With the release for Philippine economic growth in the third quarter being anticipated in November, Socioeconomic Planning Director Arsenio Balisacan said that the gross domestic product (GDP) growth for that period is seen to go above 7 percent and “exceed targets” despite external global shocks.
“There’s quite a bit of uncertainty out there, especially in the global front, for example [the speculated]US government shutdown. Notwithstanding, we expect to still exceed our own growth target of 6 [percent]to 7 percent for 2013,” Balisacan told The Manila Times through a text message.
“From the demand side, personal consumption and investment are likely to be the main drivers. Government spending is expected to reinforce these two. From the supply side, industry, particularly manufacturing, and services are expected to lead growth for the full year,” said Balisacan, who is also the director general of the National Economic Development Authority.

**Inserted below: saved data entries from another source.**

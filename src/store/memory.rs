// In-process stores used by the test suite and for failure injection.
use std::collections::BTreeMap;
use std::sync::atomic::{AtomicBool, Ordering};

use async_trait::async_trait;
use bytes::Bytes;
use tokio::sync::Mutex;

use super::{ObjectStore, RecordStore, StoreError};
use crate::models::{NewPost, Post, PostChanges};

#[derive(Default)]
struct Table {
    next_id: i64,
    rows: Vec<Post>,
}

#[derive(Default)]
pub struct MemoryRecordStore {
    table: Mutex<Table>,
    fail_writes: AtomicBool,
    fail_reads: AtomicBool,
}

impl MemoryRecordStore {
    pub fn new() -> Self {
        Self::default()
    }

    /// Make every insert/update/delete fail with a 500-style API error
    pub fn set_fail_writes(&self, fail: bool) {
        self.fail_writes.store(fail, Ordering::SeqCst);
    }

    pub fn set_fail_reads(&self, fail: bool) {
        self.fail_reads.store(fail, Ordering::SeqCst);
    }

    pub async fn len(&self) -> usize {
        self.table.lock().await.rows.len()
    }

    pub async fn is_empty(&self) -> bool {
        self.len().await == 0
    }

    fn check(&self, flag: &AtomicBool) -> Result<(), StoreError> {
        if flag.load(Ordering::SeqCst) {
            return Err(StoreError::Api {
                status: 500,
                message: "record store unavailable".to_string(),
            });
        }
        Ok(())
    }
}

#[async_trait]
impl RecordStore for MemoryRecordStore {
    async fn list_posts(&self) -> Result<Vec<Post>, StoreError> {
        self.check(&self.fail_reads)?;
        let mut posts = self.table.lock().await.rows.clone();
        // Ties: most recently inserted first
        posts.reverse();
        posts.sort_by(|a, b| b.created_at.cmp(&a.created_at));
        Ok(posts)
    }

    async fn find_post(&self, id: i64) -> Result<Option<Post>, StoreError> {
        self.check(&self.fail_reads)?;
        let table = self.table.lock().await;
        Ok(table.rows.iter().find(|p| p.id == id).cloned())
    }

    async fn post_id_exists(&self, post_id: &str) -> Result<bool, StoreError> {
        self.check(&self.fail_reads)?;
        let table = self.table.lock().await;
        Ok(table.rows.iter().any(|p| p.post_id == post_id))
    }

    async fn insert_post(&self, post: &NewPost) -> Result<Post, StoreError> {
        self.check(&self.fail_writes)?;
        let mut table = self.table.lock().await;
        table.next_id += 1;
        let row = Post {
            id: table.next_id,
            post_id: post.post_id.clone(),
            platform: post.platform.clone(),
            country: post.country.clone(),
            status: post.status.clone(),
            image_url: post.image_url.clone(),
            created_at: post.created_at.clone(),
            updated_at: None,
        };
        table.rows.push(row.clone());
        Ok(row)
    }

    async fn update_post(
        &self,
        id: i64,
        changes: &PostChanges,
    ) -> Result<Option<Post>, StoreError> {
        self.check(&self.fail_writes)?;
        let mut table = self.table.lock().await;
        let Some(row) = table.rows.iter_mut().find(|p| p.id == id) else {
            return Ok(None);
        };
        row.post_id = changes.post_id.clone();
        row.platform = changes.platform.clone();
        row.country = changes.country.clone();
        row.status = changes.status.clone();
        row.image_url = changes.image_url.clone();
        row.updated_at = Some(changes.updated_at.clone());
        Ok(Some(row.clone()))
    }

    async fn delete_post(&self, id: i64) -> Result<(), StoreError> {
        self.check(&self.fail_writes)?;
        self.table.lock().await.rows.retain(|p| p.id != id);
        Ok(())
    }
}

/// An uploaded object: its bytes and declared content type.
#[derive(Debug, Clone, PartialEq)]
pub struct StoredObject {
    pub data: Bytes,
    pub content_type: String,
}

pub struct MemoryObjectStore {
    base_url: String,
    objects: Mutex<BTreeMap<String, StoredObject>>,
    fail_uploads: AtomicBool,
    fail_removes: AtomicBool,
}

impl MemoryObjectStore {
    pub fn new(base_url: impl Into<String>) -> Self {
        Self {
            base_url: base_url.into(),
            objects: Mutex::new(BTreeMap::new()),
            fail_uploads: AtomicBool::new(false),
            fail_removes: AtomicBool::new(false),
        }
    }

    pub fn set_fail_uploads(&self, fail: bool) {
        self.fail_uploads.store(fail, Ordering::SeqCst);
    }

    pub fn set_fail_removes(&self, fail: bool) {
        self.fail_removes.store(fail, Ordering::SeqCst);
    }

    pub async fn names(&self) -> Vec<String> {
        self.objects.lock().await.keys().cloned().collect()
    }

    pub async fn get(&self, name: &str) -> Option<StoredObject> {
        self.objects.lock().await.get(name).cloned()
    }
}

impl Default for MemoryObjectStore {
    fn default() -> Self {
        Self::new("http://objects.test/post-images")
    }
}

#[async_trait]
impl ObjectStore for MemoryObjectStore {
    async fn ensure_bucket(&self) -> Result<(), StoreError> {
        Ok(())
    }

    async fn upload(&self, name: &str, data: Bytes, content_type: &str) -> Result<(), StoreError> {
        if self.fail_uploads.load(Ordering::SeqCst) {
            return Err(StoreError::Api {
                status: 503,
                message: "object store unavailable".to_string(),
            });
        }
        let mut objects = self.objects.lock().await;
        if objects.contains_key(name) {
            return Err(StoreError::Api {
                status: 409,
                message: "The resource already exists".to_string(),
            });
        }
        objects.insert(
            name.to_string(),
            StoredObject {
                data,
                content_type: content_type.to_string(),
            },
        );
        Ok(())
    }

    fn public_url(&self, name: &str) -> String {
        format!("{}/{}", self.base_url.trim_end_matches('/'), name)
    }

    async fn remove(&self, name: &str) -> Result<(), StoreError> {
        if self.fail_removes.load(Ordering::SeqCst) {
            return Err(StoreError::Api {
                status: 503,
                message: "object store unavailable".to_string(),
            });
        }
        self.objects.lock().await.remove(name);
        Ok(())
    }
}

“There are typhoons, the flood affected a bit, but maybe very marginal,” Balisacan said in a separate interview with reporters.

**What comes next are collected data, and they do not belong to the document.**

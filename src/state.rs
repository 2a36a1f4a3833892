use std::sync::Arc;

use crate::service::PostService;

#[derive(Clone)]
pub struct AppState {
    pub posts: Arc<PostService>,
}

impl AppState {
    pub fn new(posts: PostService) -> Self {
        Self {
            posts: Arc::new(posts),
        }
    }
}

Emilio Neri Jr., Bank of the Philippine Islands lead economist, said on his Twitter account that the third quarter GDP result will determine the sustainability of the country’s growth.

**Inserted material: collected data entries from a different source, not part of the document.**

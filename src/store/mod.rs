pub mod memory;
pub mod supabase;

use async_trait::async_trait;
use bytes::Bytes;
use thiserror::Error;

use crate::models::{NewPost, Post, PostChanges};

pub use self::supabase::{SupabaseClient, SupabaseObjectStore, SupabaseRecordStore};

#[derive(Debug, Error)]
pub enum StoreError {
    #[error("Request failed: {0}")]
    Http(#[from] reqwest::Error),

    #[error("{message} (status {status})")]
    Api { status: u16, message: String },

    #[error("Malformed response: {0}")]
    Decode(#[from] serde_json::Error),

    #[error("Store returned no rows for {0}")]
    Empty(&'static str),

    #[error("Invalid store URL: {0}")]
    Url(#[from] url::ParseError),
}

/// The `posts` table.
#[async_trait]
pub trait RecordStore: Send + Sync {
    /// All posts, newest `created_at` first
    async fn list_posts(&self) -> Result<Vec<Post>, StoreError>;

    async fn find_post(&self, id: i64) -> Result<Option<Post>, StoreError>;

    async fn post_id_exists(&self, post_id: &str) -> Result<bool, StoreError>;

    async fn insert_post(&self, post: &NewPost) -> Result<Post, StoreError>;

    /// Returns None when no row with `id` exists anymore
    async fn update_post(&self, id: i64, changes: &PostChanges)
        -> Result<Option<Post>, StoreError>;

    async fn delete_post(&self, id: i64) -> Result<(), StoreError>;
}

/// A single public bucket of images.
#[async_trait]
pub trait ObjectStore: Send + Sync {
    /// Create the bucket (public) if it does not exist yet
    async fn ensure_bucket(&self) -> Result<(), StoreError>;

    async fn upload(&self, name: &str, data: Bytes, content_type: &str) -> Result<(), StoreError>;

    fn public_url(&self, name: &str) -> String;

    async fn remove(&self, name: &str) -> Result<(), StoreError>;
}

“The third quarter GDP [gross domestic product]of 2013 will be first of a series of tests on sustainability of Philippine growth momentum,” Neri said.
The GDP growth of the country is a measure of the country’s economic performance factoring in some factors such as financial stability, imports and exports of goods and services, employment, businesses both large and small scale and policy measures among others.
Earlier, Neri said in the 2014 BPI Market Outlook that the country may go up and sustain 6 to 7 percent of GDP for the current year and 2014, but he noted that the country is not doing “what needs to be done” in order to achieve 8 percent to 9 percent economic growth, which is the kind of growth the country needs to alleviate poverty and achieve inclusive growth.
“While we can sustain 6 percent to 7 percent, the likelihood that we will reduce poverty with 8-percent to 10-percent expansion for the next two years or so is not likely to happen, because we are not building the capacity to be able to grow that much,” he added.
The Philippines grew remarkably for the last two quarters with 7.8 percent growth recorded for the first quarter, and a slight decrease but still sustained growth of 7.5 percent for the second quarter.
For the whole of 2012, the GDP posted a 6.3-percent growth, that led economists, analysts and the government targeting 6 percent to 7 percent growth for 2013, only to be increased since the country’s indicators have been performing above expectations.